El término “genocidio del pueblo soviético” se ha utilizado cada vez más en Rusia en los últimos años. Las autoridades también propusieron transformar un museo cerrado dedicado al sistema Gulag de la era soviética en un museo dedicado a las víctimas de los crímenes nazis.
Moscú se ha opuesto a lo que describe como intentos de restar importancia al sufrimiento de los ciudadanos soviéticos durante la guerra y al papel de la Unión Soviética en la derrota de la Alemania nazi.
Los historiadores y los tribunales coinciden en gran medida en que la ocupación alemana de la Unión Soviética de 1941 a 1944 resultó en numerosos crímenes de guerra y crímenes contra la humanidad. Se estima que sólo el asedio de Leningrado, hoy San Petersburgo, que duró casi 900 días, mató a alrededor de 1,1 millones de personas.
Sin embargo, en estudios históricos y jurídicos establecidos, el término genocidio se ha aplicado generalmente a elementos específicos de las políticas nazis, en particular el asesinato sistemático de judíos, sinti y romaníes.

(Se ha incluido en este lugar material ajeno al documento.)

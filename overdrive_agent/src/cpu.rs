//! CPU scaling-governor and energy-policy managers. Each guards its saved
//! prior state with a private lock; callers hold the guard across the whole
//! read-change-save critical section. Saved state is monotonic per CPU: the
//! first observed value wins until restored.

use futures::future::join_all;
use std::collections::{BTreeSet, HashMap};
use tokio::sync::{Mutex, MutexGuard};
use tracing::{error, info, warn};

pub const GOVERNOR_PERFORMANCE: &str = "performance";
pub const GOVERNOR_FILE_PATTERN: &str = "/sys/devices/system/cpu/cpu{}/cpufreq/scaling_governor";
pub const ENERGY_FILE_PATTERN: &str = "/sys/devices/system/cpu/cpu{}/power/energy_perf_bias";

/// Governor name to the CPUs it applies to.
pub type GovernorMap = HashMap<String, BTreeSet<usize>>;

pub fn get_cpu_count() -> usize {
    std::thread::available_parallelism().map(|n| n.get()).unwrap_or(0)
}

fn fill_path(pattern: &str, idx: usize) -> String {
    pattern.replace("{}", &idx.to_string())
}

fn cpus_to_str(cpus: &BTreeSet<usize>) -> String {
    cpus.iter().map(|c| c.to_string()).collect::<Vec<_>>().join(",")
}

#[derive(Debug, Default)]
pub struct SavedGovernors {
    by_cpu: HashMap<usize, String>,
}

impl SavedGovernors {
    /// Never overwrites an already-saved CPU.
    pub fn save(&mut self, governors: &GovernorMap) {
        for (gov, cpus) in governors {
            for cpu in cpus {
                self.by_cpu.entry(*cpu).or_insert_with(|| gov.clone());
            }
        }
    }

    pub fn as_governor_map(&self) -> Option<GovernorMap> {
        if self.by_cpu.is_empty() {
            return None;
        }
        let mut map = GovernorMap::new();
        for (cpu, gov) in &self.by_cpu {
            map.entry(gov.clone()).or_default().insert(*cpu);
        }
        Some(map)
    }

    pub fn get(&self, cpu: usize) -> Option<&str> {
        self.by_cpu.get(&cpu).map(String::as_str)
    }
}

pub struct CpuFrequencyManager {
    cpu_count: usize,
    file_pattern: String,
    saved: Mutex<SavedGovernors>,
}

impl CpuFrequencyManager {
    pub fn new(cpu_count: usize) -> Self {
        Self::with_file_pattern(cpu_count, GOVERNOR_FILE_PATTERN)
    }

    pub fn with_file_pattern(cpu_count: usize, file_pattern: &str) -> Self {
        Self {
            cpu_count,
            file_pattern: file_pattern.to_string(),
            saved: Mutex::new(SavedGovernors::default()),
        }
    }

    pub fn cpu0_governor_file(&self) -> String {
        fill_path(&self.file_pattern, 0)
    }

    /// Guards the whole governor-switching critical section and the saved
    /// prior state.
    pub async fn lock(&self) -> MutexGuard<'_, SavedGovernors> {
        self.saved.lock().await
    }

    pub async fn map_current_governors(&self) -> GovernorMap {
        let mut governors = GovernorMap::new();
        for cpu in 0..self.cpu_count {
            let path = fill_path(&self.file_pattern, cpu);
            match tokio::fs::read_to_string(&path).await {
                Ok(gov) => {
                    governors.entry(gov.trim().to_string()).or_default().insert(cpu);
                }
                Err(_) => {
                    warn!("could not read governor for CPU '{cpu}'. File '{path}' not found");
                }
            }
        }
        governors
    }

    async fn write_governor(&self, idx: usize, governor: &str) -> bool {
        tokio::fs::write(fill_path(&self.file_pattern, idx), governor).await.is_ok()
    }

    /// Returns the CPUs actually changed; write failures are reported and the
    /// CPU is left out.
    pub async fn change_governor(&self, governor: &str, cpu_idxs: Option<&BTreeSet<usize>>) -> BTreeSet<usize> {
        if self.cpu_count == 0 {
            return BTreeSet::new();
        }

        let targets: BTreeSet<usize> = match cpu_idxs {
            Some(idxs) => idxs.clone(),
            None => (0..self.cpu_count).collect(),
        };
        let results = join_all(targets.iter().map(|idx| self.write_governor(*idx, governor))).await;

        let mut changed = BTreeSet::new();
        let mut not_changed = BTreeSet::new();
        for (idx, ok) in targets.iter().zip(results) {
            if ok {
                changed.insert(*idx);
            } else {
                not_changed.insert(*idx);
            }
        }

        if !not_changed.is_empty() {
            warn!(
                "could not change CPUs [{}] frequency governor to '{governor}'",
                cpus_to_str(&not_changed)
            );
        }
        if !changed.is_empty() {
            info!("CPUs [{}] frequency governor changed to '{governor}'", cpus_to_str(&changed));
        }
        changed
    }
}

pub const LEVEL_PERFORMANCE: i32 = 0;

#[derive(Debug, Default)]
pub struct SavedEnergyLevels {
    by_cpu: HashMap<usize, i32>,
}

impl SavedEnergyLevels {
    /// Monotonic per CPU, like the governor cache.
    pub fn save(&mut self, states: &HashMap<usize, i32>) {
        for (idx, state) in states {
            self.by_cpu.entry(*idx).or_insert(*state);
        }
    }

    pub fn view(&self) -> HashMap<usize, i32> {
        self.by_cpu.clone()
    }

    pub fn is_empty(&self) -> bool {
        self.by_cpu.is_empty()
    }

    /// Clears the given CPUs, or everything when none are given.
    pub fn clear(&mut self, cpus: &[usize]) {
        if cpus.is_empty() {
            self.by_cpu.clear();
        } else {
            for cpu in cpus {
                self.by_cpu.remove(cpu);
            }
        }
    }
}

pub struct CpuEnergyPolicyManager {
    cpu_count: usize,
    file_pattern: String,
    saved: Mutex<SavedEnergyLevels>,
}

impl CpuEnergyPolicyManager {
    pub fn new(cpu_count: usize) -> Self {
        Self::with_file_pattern(cpu_count, ENERGY_FILE_PATTERN)
    }

    pub fn with_file_pattern(cpu_count: usize, file_pattern: &str) -> Self {
        Self {
            cpu_count,
            file_pattern: file_pattern.to_string(),
            saved: Mutex::new(SavedEnergyLevels::default()),
        }
    }

    pub fn can_work(&self) -> (bool, Option<String>) {
        if self.cpu_count == 0 {
            return (
                false,
                Some("it will not be possible to change the CPU energy policy level: no CPU detected".to_string()),
            );
        }
        let cpu0 = fill_path(&self.file_pattern, 0);
        if !std::path::Path::new(&cpu0).exists() {
            return (
                false,
                Some(format!(
                    "it will not be possible to change the CPU energy policy level: file '{cpu0}' not found"
                )),
            );
        }
        (true, None)
    }

    pub async fn lock(&self) -> MutexGuard<'_, SavedEnergyLevels> {
        self.saved.lock().await
    }

    async fn read_cpu_state(&self, idx: usize) -> Option<i32> {
        let path = fill_path(&self.file_pattern, idx);
        match tokio::fs::read_to_string(&path).await {
            Ok(raw) => match raw.trim().parse() {
                Ok(state) => Some(state),
                Err(_) => {
                    error!("could not parse CPU energy policy level ({}) from '{path}'", raw.trim());
                    None
                }
            },
            Err(e) => {
                error!("could not read file '{path}': {e}");
                None
            }
        }
    }

    pub async fn map_current_state(&self) -> Option<HashMap<usize, i32>> {
        if self.cpu_count == 0 {
            return None;
        }
        let states = join_all((0..self.cpu_count).map(|idx| self.read_cpu_state(idx))).await;
        let map: HashMap<usize, i32> = states
            .into_iter()
            .enumerate()
            .filter_map(|(idx, state)| state.map(|s| (idx, s)))
            .collect();
        if map.is_empty() {
            None
        } else {
            Some(map)
        }
    }

    async fn write_cpu_state(&self, idx: usize, state: i32) -> bool {
        let path = fill_path(&self.file_pattern, idx);
        match tokio::fs::write(&path, state.to_string()).await {
            Ok(()) => true,
            Err(e) => {
                error!("could not write '{state}' to file '{path}': {e}");
                false
            }
        }
    }

    pub async fn change_states(&self, cpu_states: &HashMap<usize, i32>) -> HashMap<usize, bool> {
        if self.cpu_count == 0 || cpu_states.is_empty() {
            return HashMap::new();
        }
        let entries: Vec<(usize, i32)> = cpu_states.iter().map(|(i, s)| (*i, *s)).collect();
        let results = join_all(entries.iter().map(|(idx, state)| self.write_cpu_state(*idx, *state))).await;
        entries.iter().map(|(idx, _)| *idx).zip(results).collect()
    }
}

#[cfg(test)]
mod tests {
    use super::*;
    use tempfile::TempDir;

    fn fake_sysfs(dir: &TempDir, values: &[&str]) -> String {
        for (idx, value) in values.iter().enumerate() {
            std::fs::write(dir.path().join(format!("cpu{idx}")), value).unwrap();
        }
        dir.path().join("cpu{}").to_string_lossy().into_owned()
    }

    #[tokio::test]
    async fn maps_and_changes_governors() {
        let dir = TempDir::new().unwrap();
        let pattern = fake_sysfs(&dir, &["schedutil", "ondemand"]);
        let manager = CpuFrequencyManager::with_file_pattern(2, &pattern);

        let current = manager.map_current_governors().await;
        assert_eq!(current.get("schedutil"), Some(&BTreeSet::from([0])));
        assert_eq!(current.get("ondemand"), Some(&BTreeSet::from([1])));

        let changed = manager.change_governor(GOVERNOR_PERFORMANCE, None).await;
        assert_eq!(changed, BTreeSet::from([0, 1]));

        let after = manager.map_current_governors().await;
        assert_eq!(after.get(GOVERNOR_PERFORMANCE), Some(&BTreeSet::from([0, 1])));
    }

    #[tokio::test]
    async fn missing_cpu_file_is_skipped() {
        // cpu1 has no sysfs directory at all, so reads and writes both fail
        let dir = TempDir::new().unwrap();
        std::fs::create_dir(dir.path().join("cpu0")).unwrap();
        std::fs::write(dir.path().join("cpu0/governor"), "performance").unwrap();
        let pattern = dir.path().join("cpu{}/governor").to_string_lossy().into_owned();
        let manager = CpuFrequencyManager::with_file_pattern(2, &pattern);

        let current = manager.map_current_governors().await;
        assert_eq!(current.len(), 1);

        let changed = manager.change_governor("schedutil", Some(&BTreeSet::from([0, 1]))).await;
        assert_eq!(changed, BTreeSet::from([0]));
    }

    #[test]
    fn saved_governors_never_overwrite() {
        let mut saved = SavedGovernors::default();
        saved.save(&GovernorMap::from([("schedutil".to_string(), BTreeSet::from([0, 1]))]));
        saved.save(&GovernorMap::from([("ondemand".to_string(), BTreeSet::from([1, 2]))]));

        assert_eq!(saved.get(0), Some("schedutil"));
        assert_eq!(saved.get(1), Some("schedutil"));
        assert_eq!(saved.get(2), Some("ondemand"));

        let map = saved.as_governor_map().unwrap();
        assert_eq!(map.get("schedutil"), Some(&BTreeSet::from([0, 1])));
        assert_eq!(map.get("ondemand"), Some(&BTreeSet::from([2])));
    }

    #[tokio::test]
    async fn energy_states_round_trip() {
        let dir = TempDir::new().unwrap();
        let pattern = fake_sysfs(&dir, &["6", "8"]);
        let manager = CpuEnergyPolicyManager::with_file_pattern(2, &pattern);

        let current = manager.map_current_state().await.unwrap();
        assert_eq!(current, HashMap::from([(0, 6), (1, 8)]));

        let changed = manager
            .change_states(&HashMap::from([(0, LEVEL_PERFORMANCE), (1, LEVEL_PERFORMANCE)]))
            .await;
        assert!(changed.values().all(|ok| *ok));

        let after = manager.map_current_state().await.unwrap();
        assert_eq!(after, HashMap::from([(0, 0), (1, 0)]));
    }

    #[test]
    fn energy_saved_state_is_monotonic_and_clearable() {
        let mut saved = SavedEnergyLevels::default();
        saved.save(&HashMap::from([(0, 6)]));
        saved.save(&HashMap::from([(0, 8), (1, 4)]));
        assert_eq!(saved.view(), HashMap::from([(0, 6), (1, 4)]));

        saved.clear(&[0]);
        assert_eq!(saved.view(), HashMap::from([(1, 4)]));
        saved.clear(&[]);
        assert!(saved.is_empty());
    }
}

La nueva clasificación rusa podría crear riesgos para investigadores, periodistas y otras personas que no respeten la línea oficial. Las sanciones incluyen multas de hasta tres años de ingresos o trabajo forzoso de hasta tres años.
Alcance extraterritorial
Según la ley, cualquiera que profane o dañe monumentos dedicados a las víctimas de la ocupación soviética será castigado con penas de prisión de hasta tres años.
Las autoridades afirman que esta disposición se aplicará tanto en Rusia como en el extranjero.
Esto podría afectar potencialmente a acciones como la eliminación de monumentos de guerra o cementerios soviéticos en otros países, incluida Alemania.
En Ucrania, los Estados bálticos y otras partes de Europa del Este, muchos de esos monumentos han sido desmantelados en los últimos años, donde el Ejército Rojo es visto a menudo no sólo como una fuerza liberadora sino también como una fuerza ocupante.